The Chicago Bulls have signed Maurice Cheeks as assistant coach to Billy Donovan, whose assistant he was with the Oklahoma City Thunder. The Chicago native graduated from DuSable High School, starred at West Texas A & M, and was drafted in 1978 by the Philadelphia 76ers. He was point guard for the 1983 NBA champs, whose star-studded team, coached by Billy Cunningham, included Julius Erving, Moses Malone, Andrew Toney, and Bobby Jones. When he retired after 15 years (the first 11 with the Sixers), the future Hall of Famer was first in career steals and fifth in assists. He was head coach for three NBA teams before joining the Thunder in 2015. Cheeks once said, “Execution down the stretch is the key,” and with the game on the line his teams wanted the ball in his hands. 

In 2003 young contest winner Natalie Gilbert started singing the National Anthem prior to a Sixers game when she suddenly got confused and lost her composure. Head coach Mo Cheeks joined her at the mike and began singing with her. The crowd and players joined in and by the end Natalie was belting out the final verse and the crowd erupted, many with tears in their eyes, in a standing ovation. Google it, and I guarantee it will get you choked up. Welcome back to the “Windy City,” Maurice Cheeks.

Untethered 

    “When did America become untethered from reality?” Kurt Anderson, “How America Went Haywire,” The Atlantic (2017)

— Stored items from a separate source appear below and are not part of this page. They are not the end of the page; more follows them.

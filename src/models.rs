use serde::{Deserialize, Deserializer, Serialize, de::DeserializeOwned};
use std::collections::BTreeMap;

/// Fixed palette offered by the shift form, as `(hex, label)` pairs.
pub const SHIFT_COLORS: [(&str, &str); 8] = [
    ("#3b82f6", "Blue"),
    ("#22c55e", "Green"),
    ("#ef4444", "Red"),
    ("#a855f7", "Purple"),
    ("#f97316", "Orange"),
    ("#eab308", "Yellow"),
    ("#14b8a6", "Teal"),
    ("#ec4899", "Pink"),
];

pub fn is_palette_color(value: &str) -> bool {
    SHIFT_COLORS
        .iter()
        .any(|(hex, _)| hex.eq_ignore_ascii_case(value))
}

#[derive(Debug, Clone, Copy, PartialEq, Eq, Hash, Serialize, Deserialize, Default)]
pub enum ShiftType {
    #[default]
    #[serde(rename = "day", alias = "diurno")]
    Day,
    #[serde(rename = "night", alias = "noturno")]
    Night,
    #[serde(rename = "12h", alias = "plantão_12h")]
    TwelveHour,
    #[serde(rename = "24h", alias = "plantão_24h")]
    TwentyFourHour,
}

impl ShiftType {
    pub const ALL: [ShiftType; 4] = [
        ShiftType::Day,
        ShiftType::Night,
        ShiftType::TwelveHour,
        ShiftType::TwentyFourHour,
    ];

    pub fn as_str(self) -> &'static str {
        match self {
            ShiftType::Day => "day",
            ShiftType::Night => "night",
            ShiftType::TwelveHour => "12h",
            ShiftType::TwentyFourHour => "24h",
        }
    }

    pub fn label(self) -> &'static str {
        match self {
            ShiftType::Day => "Day",
            ShiftType::Night => "Night",
            ShiftType::TwelveHour => "12h on call",
            ShiftType::TwentyFourHour => "24h on call",
        }
    }

    pub fn parse(value: &str) -> Option<Self> {
        match value.trim() {
            "day" | "diurno" => Some(ShiftType::Day),
            "night" | "noturno" => Some(ShiftType::Night),
            "12h" | "plantão_12h" => Some(ShiftType::TwelveHour),
            "24h" | "plantão_24h" => Some(ShiftType::TwentyFourHour),
            _ => None,
        }
    }
}

#[derive(Debug, Clone, Copy, PartialEq, Eq, Hash, Serialize, Deserialize, Default)]
#[serde(rename_all = "lowercase")]
pub enum PaymentStatus {
    #[default]
    Pending,
    Received,
}

impl PaymentStatus {
    pub fn as_str(self) -> &'static str {
        match self {
            PaymentStatus::Pending => "pending",
            PaymentStatus::Received => "received",
        }
    }

    pub fn label(self) -> &'static str {
        match self {
            PaymentStatus::Pending => "Pending",
            PaymentStatus::Received => "Received",
        }
    }

    pub fn parse(value: &str) -> Option<Self> {
        match value.trim() {
            "pending" => Some(PaymentStatus::Pending),
            "received" => Some(PaymentStatus::Received),
            _ => None,
        }
    }

    pub fn toggled(self) -> Self {
        match self {
            PaymentStatus::Pending => PaymentStatus::Received,
            PaymentStatus::Received => PaymentStatus::Pending,
        }
    }
}

/// Nullable columns read `null` as their default.
fn null_as_default<'de, D, T>(deserializer: D) -> Result<T, D::Error>
where
    D: Deserializer<'de>,
    T: Default + Deserialize<'de>,
{
    Ok(Option::<T>::deserialize(deserializer)?.unwrap_or_default())
}

/// One worked (or planned) shift. Dates are `YYYY-MM-DD`, times `HH:MM`.
#[derive(Debug, Clone, PartialEq, Serialize, Deserialize)]
#[serde(rename_all = "camelCase")]
pub struct ShiftEntry {
    pub id: String,
    pub date: String,
    pub start_time: String,
    pub end_time: String,
    pub location: String,
    #[serde(default, deserialize_with = "null_as_default")]
    pub specialty: String,
    #[serde(default, deserialize_with = "null_as_default")]
    pub shift_type: ShiftType,
    #[serde(default, deserialize_with = "null_as_default")]
    pub payment_amount: f64,
    #[serde(default, deserialize_with = "null_as_default")]
    pub payment_status: PaymentStatus,
    #[serde(default, skip_serializing_if = "Option::is_none")]
    pub notes: Option<String>,
    #[serde(default, skip_serializing_if = "Option::is_none")]
    pub color: Option<String>,
}

/// Planned versus received income for one calendar month, keyed `YYYY-MM`.
#[derive(Debug, Clone, PartialEq, Serialize, Deserialize)]
#[serde(rename_all = "camelCase")]
pub struct MonthlyTarget {
    pub id: String,
    pub year: String,
    pub month: String,
    #[serde(default)]
    pub expected: f64,
    #[serde(default)]
    pub actual: f64,
}

impl MonthlyTarget {
    pub fn key(year: i32, month: u32) -> String {
        format!("{year:04}-{month:02}")
    }

    pub fn new(year: i32, month: u32, expected: f64, actual: f64) -> Self {
        Self {
            id: Self::key(year, month),
            year: format!("{year:04}"),
            month: format!("{month:02}"),
            expected,
            actual,
        }
    }

    pub fn pending(&self) -> f64 {
        (self.expected - self.actual).max(0.0)
    }
}

#[derive(Debug, Clone, PartialEq, Serialize, Deserialize)]
#[serde(rename_all = "camelCase")]
pub struct SavedLocation {
    pub id: String,
    pub name: String,
    #[serde(default)]
    pub usage_count: u32,
}

/// The three tables, persisted together as one JSON document.
#[derive(Debug, Clone, Serialize, Deserialize, Default)]
pub struct AppData {
    #[serde(default)]
    pub shifts: BTreeMap<String, ShiftEntry>,
    #[serde(default)]
    pub targets: BTreeMap<String, MonthlyTarget>,
    #[serde(default)]
    pub locations: BTreeMap<String, SavedLocation>,
}

impl AppData {
    pub fn shift_list(&self) -> Vec<ShiftEntry> {
        self.shifts.values().cloned().collect()
    }

    pub fn location_list(&self) -> Vec<SavedLocation> {
        self.locations.values().cloned().collect()
    }
}

/// A row type with a string primary key, stored in one of the [`AppData`]
/// tables and exposed under `/api/{RESOURCE}`.
pub trait Record: Serialize + DeserializeOwned + Clone + Send + Sync + 'static {
    const RESOURCE: &'static str;

    fn id(&self) -> &str;
    fn table(data: &AppData) -> &BTreeMap<String, Self>;
    fn table_mut(data: &mut AppData) -> &mut BTreeMap<String, Self>;
}

impl Record for ShiftEntry {
    const RESOURCE: &'static str = "shifts";

    fn id(&self) -> &str {
        &self.id
    }

    fn table(data: &AppData) -> &BTreeMap<String, Self> {
        &data.shifts
    }

    fn table_mut(data: &mut AppData) -> &mut BTreeMap<String, Self> {
        &mut data.shifts
    }
}

impl Record for MonthlyTarget {
    const RESOURCE: &'static str = "targets";

    fn id(&self) -> &str {
        &self.id
    }

    fn table(data: &AppData) -> &BTreeMap<String, Self> {
        &data.targets
    }

    fn table_mut(data: &mut AppData) -> &mut BTreeMap<String, Self> {
        &mut data.targets
    }
}

impl Record for SavedLocation {
    const RESOURCE: &'static str = "locations";

    fn id(&self) -> &str {
        &self.id
    }

    fn table(data: &AppData) -> &BTreeMap<String, Self> {
        &data.locations
    }

    fn table_mut(data: &mut AppData) -> &mut BTreeMap<String, Self> {
        &mut data.locations
    }
}

#[derive(Debug, Serialize, Deserialize)]
pub struct SuccessResponse {
    pub success: bool,
}

impl SuccessResponse {
    pub fn ok() -> Self {
        Self { success: true }
    }
}

#[derive(Debug, Serialize, Deserialize)]
pub struct PingResponse {
    pub message: String,
}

Election Day has morphed into election week. The initial results were absolutely disheartening, as Trump appeared ahead in key battleground states, including Wisconsin, Michigan, and Pennsylvania. As votes came in from urban areas and the counting of mail ballots began, Biden gained the upper hand in Wisconsin and Michigan and narrowed the gap in the Keystone State.  Even so, the expected Democratic gains in the Senate and House were not happening, as Trump’s lies – that Radical Democrats would defund the police, take away private health care, threaten white suburbs, and fraudulently steal the election, combined with Republican scare tactics, appeared to be having an effect. Bright spots were Arizona, where Biden and Senate candidate Mark Kelly (below) are ahead, and Nevada, where the former vice president has an apparently safe lead. After three full days, Biden’s leads in Pennsylvania and Georgia are growing, and most remaining votes are from urban Democratic strongholds.  Trump’s strategy, to get the vote stopped where he was ahead and continue the count where he was behind, has hopefully failed.  Twitter has even begun to prevent his baseless tweets from appearing. In contrast, Biden is urging calm and acting presidential.



Anti-Trump Republican Kurt Anderson traced America’s “lurch toward fantasy” to aspects of the American character, such as belief in rugged individualism, extreme religious beliefs, an anti-intellectual strain, and susceptibility to conspiracy theories and con artists from B.T. Barnum to Trump, in Anderson’s estimation, an amoral grifter resentful of the establishment. In the 1960s, the postwar mainstream consensus collapsed, with the radical Right gaining a foothold in the Republican Party with Barry Goldwater’s nomination in 1964, and the Vietnam War fracturing Lyndon B. Johnson’s liberal coalition.  In academia the postmodernist belief that truth is relative became the precursor to Trump apologists’ defense of “alternative facts.”  By accusing the mainstream media of disseminating fake news, attacking Congress and the courts, and now threatening to refuse to abide by the election results, Trump has become a threat to America’s political system.  As Josh Barro wrote:

 The problem is that the Republicans have purposefully torn down the validating institutions.  They have convinced voters the media cannot be trusted; they have gotten them used to ignoring inconvenient facts about policy; and they have abolished standards of discourse.